Stored data
--- START ---
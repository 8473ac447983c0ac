//! The document store facade
//!
//! [`DocumentStore`] owns the connection pool, the detected [`DatabaseKind`]
//! and an optional [`ChangeBus`]. Each single-operation method runs in its
//! own transaction; [`DocumentStore::transaction`] groups several operations
//! into one.
//!
//! ## Transaction lifecycle
//!
//! 1. Acquire a pooled connection
//! 2. `BEGIN IMMEDIATE` so that the write lock is taken up front
//! 3. Run the caller's operations against a [`DocumentTxn`]
//! 4. Commit on `Ok`, roll back on `Err`
//! 5. Publish the buffered change events, only after a successful commit

use crate::bus::{ChangeBus, ChangeEvent};
use crate::config::StoreConfig;
use crate::coordinator::{TransactionCoordinator, TransactionMetrics};
use crate::txn::{self, DocumentTxn};
use jsondb_core::error::{Error, Result};
use jsondb_core::options::GetOptions;
use jsondb_core::path::JsonPath;
use jsondb_storage::dialect::DatabaseKind;
use jsondb_storage::pool::ConnectionPool;
use jsondb_storage::{rows, schema};
use rusqlite::TransactionBehavior;
use serde_json::Value;
use std::collections::BTreeSet;
use std::io::{Read, Write};
use std::path::Path;
use std::sync::Arc;
use tracing::{debug, info, warn};

/// A JSON document store on a single relational table.
///
/// `DocumentStore` is `Send + Sync`; share it across threads behind an `Arc`.
///
/// # Example
///
/// ```
/// use jsondb_engine::{DocumentStore, GetOptions, StoreConfig};
///
/// let store = DocumentStore::open(StoreConfig::in_memory())?;
/// store.set("/users/ada", r#"{"name":"Ada","langs":["en","fr"]}"#)?;
///
/// let json = store.get_as_string("/users/ada/langs", &GetOptions::default())?;
/// assert_eq!(json.as_deref(), Some(r#"["en","fr"]"#));
/// # Ok::<(), jsondb_engine::Error>(())
/// ```
pub struct DocumentStore {
    pool: ConnectionPool,
    kind: DatabaseKind,
    config: StoreConfig,
    bus: Option<Arc<dyn ChangeBus>>,
    coordinator: TransactionCoordinator,
}

impl DocumentStore {
    /// Open a store: build the pool, classify the backend and, if configured,
    /// create the documents table.
    pub fn open(config: StoreConfig) -> Result<Self> {
        config.validate()?;
        let pool = ConnectionPool::open(&config.pool_options())?;

        let kind = {
            let conn = pool.acquire()?;
            let kind = match config.database_kind {
                Some(kind) => {
                    info!(target: "jsondb::store", kind = %kind, "Using configured database kind");
                    kind
                }
                None => schema::probe_kind(&conn)?,
            };
            if config.create_tables {
                schema::create_tables(&conn, kind)?;
            }
            kind
        };

        info!(
            target: "jsondb::store",
            path = %config.path.display(),
            pool_size = pool.size(),
            kind = %kind,
            "Document store opened"
        );

        Ok(DocumentStore {
            pool,
            kind,
            config,
            bus: None,
            coordinator: TransactionCoordinator::new(),
        })
    }

    /// Open a store configured by a `jsondb.toml` file.
    pub fn open_from_file(config_path: &Path) -> Result<Self> {
        Self::open(StoreConfig::load(config_path)?)
    }

    /// Publish committed changes to `bus`.
    pub fn with_bus(mut self, bus: Arc<dyn ChangeBus>) -> Self {
        self.bus = Some(bus);
        self
    }

    /// The backend kind detected (or configured) at open
    pub fn kind(&self) -> DatabaseKind {
        self.kind
    }

    /// The configuration the store was opened with
    pub fn config(&self) -> &StoreConfig {
        &self.config
    }

    /// Transaction counters
    pub fn metrics(&self) -> TransactionMetrics {
        self.coordinator.metrics()
    }

    /// Create the documents table if it is missing.
    pub fn create_tables(&self) -> Result<()> {
        let conn = self.pool.acquire()?;
        schema::create_tables(&conn, self.kind)
    }

    /// Drop the documents table and everything in it.
    pub fn drop_tables(&self) -> Result<()> {
        let conn = self.pool.acquire()?;
        schema::drop_tables(&conn)
    }

    /// Run `f` in one transaction.
    ///
    /// Commits when `f` returns `Ok` and rolls back when it returns `Err` or
    /// panics. Change events are published after the commit and never for a
    /// rolled-back transaction.
    pub fn transaction<T, F>(&self, f: F) -> Result<T>
    where
        F: FnOnce(&mut DocumentTxn<'_>) -> Result<T>,
    {
        let mut conn = self.pool.acquire()?;
        let tx = conn.transaction_with_behavior(TransactionBehavior::Immediate)?;
        let active = self.coordinator.begin();

        let mut doc_txn = DocumentTxn::new(tx, self.kind, self.config.batch_threshold_bytes);
        let value = match f(&mut doc_txn) {
            Ok(value) => value,
            Err(e) => {
                if let Err(rollback_err) = doc_txn.rollback() {
                    warn!(target: "jsondb::txn", error = %rollback_err, "Rollback failed");
                }
                active.abort();
                warn!(target: "jsondb::txn", error = %e, "Transaction rolled back");
                return Err(e);
            }
        };

        let events = match doc_txn.commit() {
            Ok(events) => events,
            Err(e) => {
                active.abort();
                warn!(target: "jsondb::txn", error = %e, "Commit failed");
                return Err(e);
            }
        };
        active.commit();
        debug!(target: "jsondb::txn", events = events.len(), "Transaction committed");

        self.publish(events);
        Ok(value)
    }

    fn publish(&self, events: Vec<ChangeEvent>) {
        if let Some(bus) = &self.bus {
            for event in events {
                bus.publish(event);
            }
        }
    }

    /// Replace the value at `path` with the JSON document `body`.
    pub fn set(&self, path: &str, body: impl AsRef<[u8]>) -> Result<()> {
        self.transaction(|txn| txn.set(path, body))
    }

    /// Replace the value at `path` with a JSON document read from `reader`.
    pub fn set_reader<R: Read>(&self, path: &str, reader: R) -> Result<()> {
        self.transaction(|txn| txn.set_reader(path, reader))
    }

    /// Replace the top-level fields of the JSON object `body` under `path`.
    pub fn update(&self, path: &str, body: impl AsRef<[u8]>) -> Result<()> {
        self.transaction(|txn| txn.update(path, body))
    }

    /// Remove the value at `path`. Returns whether anything was removed.
    pub fn delete(&self, path: &str) -> Result<bool> {
        self.transaction(|txn| txn.delete(path))
    }

    /// Store `body` under a fresh child key of `path` and return the key.
    pub fn push(&self, path: &str, body: impl AsRef<[u8]>) -> Result<String> {
        self.transaction(|txn| txn.push(path, body))
    }

    /// Whether any value is stored at or below `path`.
    pub fn exists(&self, path: &str) -> Result<bool> {
        let conn = self.pool.acquire()?;
        let path = JsonPath::parse(path)?;
        rows::subtree_exists(&conn, &path)
    }

    /// Stream the value at `path` as JSON into `writer`.
    ///
    /// Returns `false`, with nothing written, when no stored row matches.
    pub fn get_to_writer<W: Write>(&self, path: &str, options: &GetOptions, writer: W) -> Result<bool> {
        let conn = self.pool.acquire()?;
        txn::read_to_writer(&conn, path, options, writer)
    }

    /// The value at `path` as a JSON string, or `None` when nothing matches.
    pub fn get_as_string(&self, path: &str, options: &GetOptions) -> Result<Option<String>> {
        let conn = self.pool.acquire()?;
        txn::read_to_string(&conn, path, options)
    }

    /// The value at `path` parsed into a [`serde_json::Value`].
    ///
    /// Fails with [`Error::Format`] when `options` name a JSONP callback.
    pub fn get_as_value(&self, path: &str, options: &GetOptions) -> Result<Option<Value>> {
        if options.callback.is_some() {
            return Err(Error::Format(
                "JSONP output cannot be parsed as a JSON value".into(),
            ));
        }
        match self.get_as_string(path, options)? {
            Some(json) => Ok(Some(serde_json::from_str(&json)?)),
            None => Ok(None),
        }
    }

    /// Paths of the members of `collection` whose `property` is stored as `value`.
    ///
    /// Members are children of `collection` whose key starts with `:`, and
    /// each is returned as its full path, e.g. `/pair/:id`. The stored text
    /// is compared whatever its kind. Fails with [`Error::Unsupported`] on
    /// backends without a regex operator.
    pub fn fetch_ids_by_property_value(
        &self,
        collection: &str,
        property: &str,
        value: &str,
    ) -> Result<BTreeSet<String>> {
        let conn = self.pool.acquire()?;
        txn::fetch_ids(&conn, self.kind, collection, property, value)
    }
}

impl std::fmt::Debug for DocumentStore {
    fn fmt(&self, f: &mut std::fmt::Formatter<'_>) -> std::fmt::Result {
        f.debug_struct("DocumentStore")
            .field("path", &self.pool.path())
            .field("kind", &self.kind)
            .field("pool_size", &self.pool.size())
            .field("has_bus", &self.bus.is_some())
            .finish()
    }
}
//! Simulation module
//!
//! All gameplay logic lives here:
//! - Seeded RNG only, so a seed and an input sequence replay exactly
//! - Stable iteration order (collection order)
//! - Drawing goes through `RenderSurface`, never a concrete canvas

mod asteroid;
mod bullet;
pub mod collision;
pub mod entity;
pub mod frame;
pub mod game;
mod player;

pub use collision::{aabb_overlap, colliding, colliding_pairs};
pub use entity::{Entity, EntityKind, EntityTag};
pub use frame::FrameContext;
pub use game::{Game, GameSnapshot};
--- END ---
Problem:
Check each line of the data above for the word "JsonPath" and say how many lines contain it, giving nothing besides the number.

Your solution:
2